The president focused on the nearest aircraft. The big jet was moving so slowly it seemed to be floating. Behind the lead vee followed three more aircraft, and three more behind those. He could see the open cargo ramp in the rear and an open door just forward of the high-slung wing. The camouflage-clad silhouette of a man was visible filling the dark rectangle. Medvedev watched the figure intently, waiting for him to jump.

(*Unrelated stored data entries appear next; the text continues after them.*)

//! Backup, restore and housekeeping tools.

use crate::db::{ConnectionScope, backup};
use crate::error::DbResult;
use crate::tools::format::format_size;
use schemars::JsonSchema;
use serde::{Deserialize, Serialize};
use std::path::PathBuf;
use tracing::info;

/// Input for the backup tool.
#[derive(Debug, Clone, Default, Deserialize, JsonSchema)]
pub struct BackupInput {
    /// Destination file. Must not exist. Default: `<db>.backup-<UTC timestamp>.db`
    #[serde(default)]
    pub path: Option<String>,
}

/// Output from the backup tool.
#[derive(Debug, Clone, Serialize, JsonSchema)]
pub struct BackupOutput {
    pub path: String,
    pub size_bytes: u64,
    /// Human-readable size
    pub size_formatted: String,
}

/// Input for the restore tool.
#[derive(Debug, Clone, Deserialize, JsonSchema)]
pub struct RestoreInput {
    /// Backup file to restore from
    pub path: String,
}

/// Output from the restore tool.
#[derive(Debug, Clone, Serialize, JsonSchema)]
pub struct RestoreOutput {
    pub status: String,
    pub restored_from: String,
}

/// Output from vacuum and analyze.
#[derive(Debug, Clone, Serialize, JsonSchema)]
pub struct StatusOutput {
    pub status: String,
}

impl StatusOutput {
    pub fn ok() -> Self {
        Self {
            status: "ok".to_string(),
        }
    }
}

/// Output from the integrity_check tool.
#[derive(Debug, Clone, Serialize, JsonSchema)]
pub struct IntegrityCheckOutput {
    /// True when SQLite reported exactly "ok"
    pub ok: bool,
    pub messages: Vec<String>,
}

/// Handler for maintenance tools.
pub struct MaintenanceToolHandler {
    scope: ConnectionScope,
}

impl MaintenanceToolHandler {
    pub fn new(scope: ConnectionScope) -> Self {
        Self { scope }
    }

    pub async fn backup(&self, input: BackupInput) -> DbResult<BackupOutput> {
        let dest = input
            .path
            .map(|p| p.trim().to_string())
            .filter(|p| !p.is_empty())
            .map(PathBuf::from);
        let info = backup::backup(&self.scope, dest).await?;
        Ok(BackupOutput {
            path: info.path.display().to_string(),
            size_bytes: info.size_bytes,
            size_formatted: format_size(info.size_bytes),
        })
    }

    pub async fn restore(&self, input: RestoreInput) -> DbResult<RestoreOutput> {
        let path = PathBuf::from(input.path.trim());
        backup::restore(&self.scope, &path).await?;
        Ok(RestoreOutput {
            status: "ok".to_string(),
            restored_from: path.display().to_string(),
        })
    }

    pub async fn vacuum(&self) -> DbResult<StatusOutput> {
        backup::vacuum(&self.scope).await?;
        info!("Database vacuumed");
        Ok(StatusOutput::ok())
    }

    pub async fn analyze(&self) -> DbResult<StatusOutput> {
        backup::analyze(&self.scope).await?;
        info!("Database analyzed");
        Ok(StatusOutput::ok())
    }

    pub async fn integrity_check(&self) -> DbResult<IntegrityCheckOutput> {
        let report = backup::integrity_check(&self.scope).await?;
        info!(ok = report.ok, messages = report.messages.len(), "Integrity checked");
        Ok(IntegrityCheckOutput {
            ok: report.ok,
            messages: report.messages,
        })
    }
}

#[cfg(test)]
mod tests {
    use super::*;
    use crate::db::ScopeSettings;
    use crate::error::DbError;
    use tempfile::TempDir;

    #[tokio::test]
    async fn test_backup_reports_formatted_size() {
        let dir = TempDir::new().unwrap();
        let handler =
            MaintenanceToolHandler::new(ConnectionScope::new(ScopeSettings::new(dir.path().join("m.db"))));
        handler.vacuum().await.unwrap();

        let dest = dir.path().join("copy.db");
        let out = handler
            .backup(BackupInput {
                path: Some(dest.display().to_string()),
            })
            .await
            .unwrap();
        assert!(dest.exists());
        assert_eq!(out.size_formatted, format_size(out.size_bytes));
    }

    #[tokio::test]
    async fn test_restore_missing_file() {
        let dir = TempDir::new().unwrap();
        let handler =
            MaintenanceToolHandler::new(ConnectionScope::new(ScopeSettings::new(dir.path().join("m.db"))));
        let err = handler
            .restore(RestoreInput {
                path: dir.path().join("nope.db").display().to_string(),
            })
            .await
            .unwrap_err();
        assert!(matches!(err, DbError::Io { .. }));
    }

    #[tokio::test]
    async fn test_integrity_check_fresh_db() {
        let dir = TempDir::new().unwrap();
        let handler =
            MaintenanceToolHandler::new(ConnectionScope::new(ScopeSettings::new(dir.path().join("m.db"))));
        let out = handler.integrity_check().await.unwrap();
        assert!(out.ok);
        assert_eq!(out.messages, vec!["ok".to_string()]);
        assert_eq!(handler.analyze().await.unwrap().status, "ok");
    }
}
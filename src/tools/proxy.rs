//! Passthrough tools for another MCP server.
//!
//! This module implements `mcp_proxy_list_tools` and `mcp_proxy_call_tool`. They
//! never touch the local database.

use crate::error::DbResult;
use crate::mcp::upstream::UpstreamClient;
use schemars::JsonSchema;
use serde::{Deserialize, Serialize};
use serde_json::Value as JsonValue;
use std::time::Duration;

/// Input for the proxy list_tools tool.
#[derive(Debug, Clone, Deserialize, JsonSchema)]
pub struct ProxyListToolsInput {
    /// Streamable HTTP endpoint of the upstream server, e.g. http://localhost:8001/mcp
    pub server_url: String,
}

/// Output from the proxy list_tools tool.
#[derive(Debug, Clone, Serialize, JsonSchema)]
pub struct ProxyListToolsOutput {
    /// Tool definitions as advertised upstream
    pub tools: Vec<JsonValue>,
}

/// Input for the proxy call_tool tool.
#[derive(Debug, Clone, Deserialize, JsonSchema)]
pub struct ProxyCallToolInput {
    /// Streamable HTTP endpoint of the upstream server
    pub server_url: String,
    /// Exact tool name on the upstream server
    pub tool_name: String,
    /// Arguments for that tool
    #[serde(default)]
    pub args: serde_json::Map<String, JsonValue>,
}

/// Output from the proxy call_tool tool.
#[derive(Debug, Clone, Serialize, JsonSchema)]
pub struct ProxyCallToolOutput {
    /// Structured content, `{"text": ...}` or `{"ok": true}`
    pub result: JsonValue,
}

/// Handler for passthrough tools.
pub struct ProxyToolHandler {
    timeout: Duration,
}

impl ProxyToolHandler {
    pub fn new(timeout: Duration) -> Self {
        Self { timeout }
    }

    pub async fn list_tools(&self, input: ProxyListToolsInput) -> DbResult<ProxyListToolsOutput> {
        let client = UpstreamClient::new(&input.server_url, self.timeout)?;
        let tools = client.list_tools().await?;
        Ok(ProxyListToolsOutput { tools })
    }

    pub async fn call_tool(&self, input: ProxyCallToolInput) -> DbResult<ProxyCallToolOutput> {
        let client = UpstreamClient::new(&input.server_url, self.timeout)?;
        let result = client.call_tool(&input.tool_name, input.args).await?;
        Ok(ProxyCallToolOutput { result })
    }
}

#[cfg(test)]
mod tests {
    use super::*;

    #[test]
    fn test_call_tool_args_default_to_empty() {
        let input: ProxyCallToolInput = serde_json::from_str(
            r#"{"server_url": "http://localhost:8001/mcp", "tool_name": "search"}"#,
        )
        .unwrap();
        assert!(input.args.is_empty());
    }

    #[tokio::test]
    async fn test_sse_url_rejected_before_connecting() {
        let handler = ProxyToolHandler::new(Duration::from_secs(1));
        let err = handler
            .list_tools(ProxyListToolsInput {
                server_url: "http://localhost:8001/sse".to_string(),
            })
            .await
            .unwrap_err();
        assert!(err.is_validation());
    }
}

Instead, a large drogue chute billowed out the back of the wide-bodied transport. Pavel shifted his attention just in time to see it yank the dark, boxy, shape of a vehicle out of the aircraft and off the rear cargo ramp. The president’s heart skipped a beat as the vehicle nosed down and plummeted towards the ground, but a huge parachute blossomed into a canopy, almost gently swinging the squat, olive colored vehicle until it was upright underneath the green dome. When it was within a few meters of the ground the straps between parachute and drop platform erupted in a flash, engulfing the vehicle in jets of thick, gray smoke. The entire package settled almost gently onto the damp, grassy clearing, the parachute drifting with the wind until it collapsed a little beyond the landing point. The entire descent had taken less than a minute.
Eight more vehicles had been dropped in a tight pattern by the lead trio of aircraft, a mix of armored BMDs, soft-skinned trucks, and tracked mortar carriers. They all landed in quick succession, wreathed momentarily in the smoke of their firing retro-rockets.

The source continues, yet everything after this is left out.